If the authors have this information, I suggest adding a graph with the growth curves of the two tumour models.
- Page 6, Table 3: Authors should indicate the meaning of the second column of the Table. Reading the rest of the work it is understood that some mice were given pyruvate injection twice and some information was excluded as discussed on page 10 (line 359-365), but this information should be provided in a more usable way for future readers.
- Page 9, line 293: In what are the cells resuspended for injection? PBS, RPMI, other?
- Page 9, line 322: Which criterion was used to establish that the sampling of the blood occurred 30 min after the injection of HP pyruvate? Is this just the time it takes to finish the imaging study?
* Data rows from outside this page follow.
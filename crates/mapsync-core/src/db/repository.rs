//! Marker repository implementation

use crate::error::Result;
use crate::models::{Marker, MarkerId, MarkerResponse};
use rusqlite::{params, Connection};

/// Trait for marker storage operations
pub trait MarkerStore {
    /// List every stored marker with its responses attached
    fn list_markers(&self) -> Result<Vec<Marker>>;

    /// Replace the stored copy of a marker and all of its responses atomically
    fn sync_marker(&self, marker: &Marker) -> Result<()>;
}

/// `SQLite` implementation of `MarkerStore`
pub struct SqliteMarkerStore<'a> {
    conn: &'a Connection,
}

impl<'a> SqliteMarkerStore<'a> {
    /// Create a new store with the given connection
    pub const fn new(conn: &'a Connection) -> Self {
        Self { conn }
    }

    /// Parse a marker from the leading columns of a joined row
    fn parse_marker(row: &rusqlite::Row<'_>) -> rusqlite::Result<Marker> {
        Ok(Marker {
            id: MarkerId(row.get(0)?),
            url: row.get::<_, Option<String>>(1)?.unwrap_or_default(),
            address: row.get::<_, Option<String>>(2)?.unwrap_or_default(),
            category: row.get::<_, Option<String>>(3)?.unwrap_or_default(),
            created_at: row.get(4)?,
            editable: row.get::<_, Option<bool>>(5)?.unwrap_or_default(),
            latitude: row.get::<_, Option<String>>(6)?.unwrap_or_default(),
            longitude: row.get::<_, Option<String>>(7)?.unwrap_or_default(),
            user: row.get::<_, Option<String>>(8)?.unwrap_or_default(),
            response_url: String::new(),
            responses: Vec::new(),
        })
    }

    /// Parse the trailing response columns; `None` for markers without responses
    fn parse_response(row: &rusqlite::Row<'_>) -> rusqlite::Result<Option<MarkerResponse>> {
        let Some(mode) = row.get::<_, Option<String>>(9)? else {
            return Ok(None);
        };

        Ok(Some(MarkerResponse {
            mode,
            question_type: row.get(10)?,
            question: row.get(11)?,
            answer: row.get::<_, Option<Vec<u8>>>(12)?.unwrap_or_default(),
        }))
    }
}

impl MarkerStore for SqliteMarkerStore<'_> {
    fn list_markers(&self) -> Result<Vec<Marker>> {
        let mut stmt = self.conn.prepare(
            "SELECT m.id, m.url, m.address, m.category, m.created_at, m.editable,
                    m.lat, m.lng, m.user,
                    r.mode, r.question_type, r.question, r.answer
             FROM markers m
             LEFT OUTER JOIN responses r ON r.marker_id = m.id
             ORDER BY m.id, r.rowid",
        )?;

        let mut markers: Vec<Marker> = Vec::new();
        let mut rows = stmt.query([])?;

        while let Some(row) = rows.next()? {
            let id = MarkerId(row.get(0)?);
            if markers.last().map(|marker| marker.id) != Some(id) {
                markers.push(Self::parse_marker(row)?);
            }

            if let Some(response) = Self::parse_response(row)? {
                if let Some(marker) = markers.last_mut() {
                    marker.responses.push(response);
                }
            }
        }

        Ok(markers)
    }

    fn sync_marker(&self, marker: &Marker) -> Result<()> {
        // Rolled back on drop unless committed
        let tx = self.conn.unchecked_transaction()?;

        tx.execute(
            "DELETE FROM responses WHERE marker_id = ?",
            params![marker.id.get()],
        )?;
        tx.execute("DELETE FROM markers WHERE id = ?", params![marker.id.get()])?;

        tx.execute(
            "INSERT INTO markers (id, url, address, category, created_at, editable, lat, lng, user)
             VALUES (?, ?, ?, ?, ?, ?, ?, ?, ?)",
            params![
                marker.id.get(),
                marker.url,
                marker.address,
                marker.category,
                marker.created_at,
                marker.editable,
                marker.latitude,
                marker.longitude,
                marker.user,
            ],
        )?;

        {
            let mut insert = tx.prepare(
                "INSERT INTO responses (marker_id, mode, question_type, question, answer)
                 VALUES (?, ?, ?, ?, ?)",
            )?;
            for response in &marker.responses {
                insert.execute(params![
                    marker.id.get(),
                    response.mode,
                    response.question_type,
                    response.question,
                    response.answer,
                ])?;
            }
        }

        tx.commit()?;
        tracing::debug!(
            "Stored marker {} with {} responses",
            marker.id,
            marker.responses.len()
        );
        Ok(())
    }
}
- Page 14, Table A1: In my opinion, it would be more interesting to show the values ​​for the two tumour models separately, even if they do not show a significant difference.
Author Response
Thank you for the considered and thorough assessment of our work. Please find attached responses to Reviewer 2.
Author Response File: Author Response.docx
Round 2
Reviewer 1 Report
The authors have provided responses to my previous questions. I would encourage them to tone down their findings in the discussion and discuss the limitations of their methods. More specifically that they can not rule out any of the other mechanisms given as they can't really measure them with sufficient accuracy. Additionally they did not modulate any of those parameters and therefore can't actually say which governs the changes in lactate they observe.